Though the concept itself isn’t rocket science, word of mouth marketing is a more complex proposition.
Word of Mouth Marketing Campaigns: Basic Structure
Like traditional word of mouth, word of mouth marketing depends on vectors: product or service users who spread awareness to other potential users. Depending on the circumstances, vectors’ networks can include one or more of the following: friends, family members, coworkers, neighbors, social media connections, blog readers, business peers or competitors, and others.
Word of mouth marketing campaigns come in several different flavors. At a high level, most fall into these organizational forms:
- Interpersonal Connections: Like traditional word of mouth, this model involves real consumers (vectors) providing suggestions and recommendations within networks. It depends on strong interpersonal relationships built on trust, and requires limited buy-in and investment by marketers themselves. A restaurant that includes a “Tell your friends!” message on its receipts and a landscaping contractor who asks satisfied clients to send new clients his way both benefit from interpersonal marketing.
- Influencer Marketing: Influencers are ordinary people with outsize megaphones. They can be early adopters, prolific bloggers or authors, unaffiliated subject matter experts, celebrity spokespeople, and others whose profession or social status adds weight to their words and gets vectors talking. Influencers usually have ample social or traditional media followings, which marketers rely on to propagate their messaging to an even broader audience. Depending on the circumstances, they can receive monetary consideration or in-kind compensation (free products or services) for their efforts.

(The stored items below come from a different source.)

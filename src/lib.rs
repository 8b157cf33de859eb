//! Chatbridge is the client-side state and API-bridging layer of a desktop
//! chatbot client for remote LLM APIs.
//!
//! The crate is organized around a small set of collaborating layers:
//! - [`api`] owns the streaming request bridge: it correlates backend
//!   invocations with asynchronous progress events by random id, routes each
//!   event to the caller that requested it, and exposes the session/verify
//!   HTTP helpers.
//! - [`core`] owns user state: the persisted settings store, the defaults it
//!   merges over, and the chat session/message shapes shared with the rest of
//!   the application.
//! - [`utils`] holds small helpers (URL normalization) used by the API layer.
//!
//! The embedding application constructs an [`api::ChatDispatcher`] once at
//! startup, hands the matching [`api::ProgressSender`] to whatever transport
//! produces progress events, and drives conversations through
//! [`api::ChatDispatcher::send_chat`].

pub mod api;
pub mod core;
pub mod utils;
//! Chat session and transcript shapes.
//!
//! Pure data declarations shared between the UI and the API layer; no
//! behavior lives here. Serialized names keep the camelCase format used by
//! the persisted session blobs.

use serde::{Deserialize, Serialize};

use crate::api::models::{ConversationRequest, RequestMessage};

/// The request that produced a chat entry, kept so the entry can be
/// regenerated or continued later.
#[derive(Debug, Clone, Serialize, Deserialize, PartialEq)]
#[serde(rename_all = "camelCase")]
pub struct RequestOptions {
    pub prompt: String,
    #[serde(skip_serializing_if = "Option::is_none")]
    pub options: Option<ConversationRequest>,
}

/// One rendered message in a conversation.
#[derive(Debug, Clone, Serialize, Deserialize, PartialEq)]
#[serde(rename_all = "camelCase")]
pub struct ChatEntry {
    pub date_time: String,
    pub text: String,
    #[serde(skip_serializing_if = "Option::is_none")]
    pub token_num: Option<u32>,
    /// True for user-authored entries, false/absent for assistant output.
    #[serde(skip_serializing_if = "Option::is_none")]
    pub inversion: Option<bool>,
    #[serde(skip_serializing_if = "Option::is_none")]
    pub error: Option<bool>,
    #[serde(skip_serializing_if = "Option::is_none")]
    pub loading: Option<bool>,
    #[serde(skip_serializing_if = "Option::is_none")]
    pub conversation_options: Option<ConversationRequest>,
    pub request_options: RequestOptions,
}

/// Summary line for the conversation list sidebar.
#[derive(Debug, Clone, Serialize, Deserialize, PartialEq)]
#[serde(rename_all = "camelCase")]
pub struct History {
    pub title: String,
    pub is_edit: bool,
    pub uuid: u64,
}

/// Per-session overrides of the chat options; every field optional.
#[derive(Debug, Clone, Default, Serialize, Deserialize, PartialEq)]
#[serde(rename_all = "camelCase")]
pub struct ChatOptionsPatch {
    #[serde(skip_serializing_if = "Option::is_none")]
    pub api_key: Option<String>,
    #[serde(skip_serializing_if = "Option::is_none")]
    pub access_token: Option<String>,
    #[serde(skip_serializing_if = "Option::is_none")]
    pub access_type: Option<String>,
    #[serde(skip_serializing_if = "Option::is_none")]
    pub proxy: Option<String>,
    #[serde(skip_serializing_if = "Option::is_none")]
    pub model: Option<String>,
    #[serde(skip_serializing_if = "Option::is_none")]
    pub system_message: Option<String>,
    #[serde(skip_serializing_if = "Option::is_none")]
    pub temperature: Option<f32>,
}

/// One conversation: its entries plus the option overrides it was started
/// with.
#[derive(Debug, Clone, Serialize, Deserialize, PartialEq)]
#[serde(rename_all = "camelCase")]
pub struct ChatSession {
    pub uuid: u64,
    pub data: Vec<ChatEntry>,
    #[serde(default)]
    pub opt: ChatOptionsPatch,
}

/// Everything the chat pane needs: the active session id, the sidebar
/// summaries, and the sessions themselves.
#[derive(Debug, Clone, Default, Serialize, Deserialize, PartialEq)]
#[serde(rename_all = "camelCase")]
pub struct ChatState {
    pub active: Option<u64>,
    #[serde(default)]
    pub history: Vec<History>,
    #[serde(default)]
    pub chat: Vec<ChatSession>,
}

impl ChatEntry {
    pub fn to_request_message(&self) -> RequestMessage {
        RequestMessage {
            role: if self.inversion.unwrap_or(false) {
                "user".to_string()
            } else {
                "assistant".to_string()
            },
            content: self.text.clone(),
        }
    }
}

#[cfg(test)]
mod tests {
    use super::*;

    fn entry(text: &str, inversion: bool) -> ChatEntry {
        ChatEntry {
            date_time: "2026-08-29 10:00:00".into(),
            text: text.into(),
            token_num: None,
            inversion: Some(inversion),
            error: None,
            loading: None,
            conversation_options: None,
            request_options: RequestOptions {
                prompt: text.into(),
                options: None,
            },
        }
    }

    #[test]
    fn chat_state_serializes_with_camel_case_keys() {
        let state = ChatState {
            active: Some(42),
            history: vec![History {
                title: "First chat".into(),
                is_edit: false,
                uuid: 42,
            }],
            chat: vec![ChatSession {
                uuid: 42,
                data: vec![entry("hello", true)],
                opt: ChatOptionsPatch::default(),
            }],
        };

        let value = serde_json::to_value(&state).expect("serialize chat state");
        assert_eq!(value["history"][0]["isEdit"], false);
        assert_eq!(value["chat"][0]["data"][0]["dateTime"], "2026-08-29 10:00:00");
        assert_eq!(value["chat"][0]["data"][0]["requestOptions"]["prompt"], "hello");
    }

    #[test]
    fn inversion_determines_request_role() {
        assert_eq!(entry("q", true).to_request_message().role, "user");
        assert_eq!(entry("a", false).to_request_message().role, "assistant");
    }

    #[test]
    fn session_tolerates_missing_option_overrides() {
        let session: ChatSession =
            serde_json::from_str(r#"{"uuid":1,"data":[]}"#).expect("deserialize session");
        assert_eq!(session.opt, ChatOptionsPatch::default());
    }
}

- Network Coproduction (Seeding and Engineering): Network coproduction is the most complex form of word of mouth marketing. It builds on the influencer model, tailoring product- or niche-specific messages to individual audience groups. Seeding typically involves giving influencers early copies or samples of a product or service, then inviting them to spread the word through their networks. Engineering is even more hands-on, usually involving targeted messaging or talking points that influencers use to initiate and shape influencer-to-consumer or consumer-to-consumer conversations.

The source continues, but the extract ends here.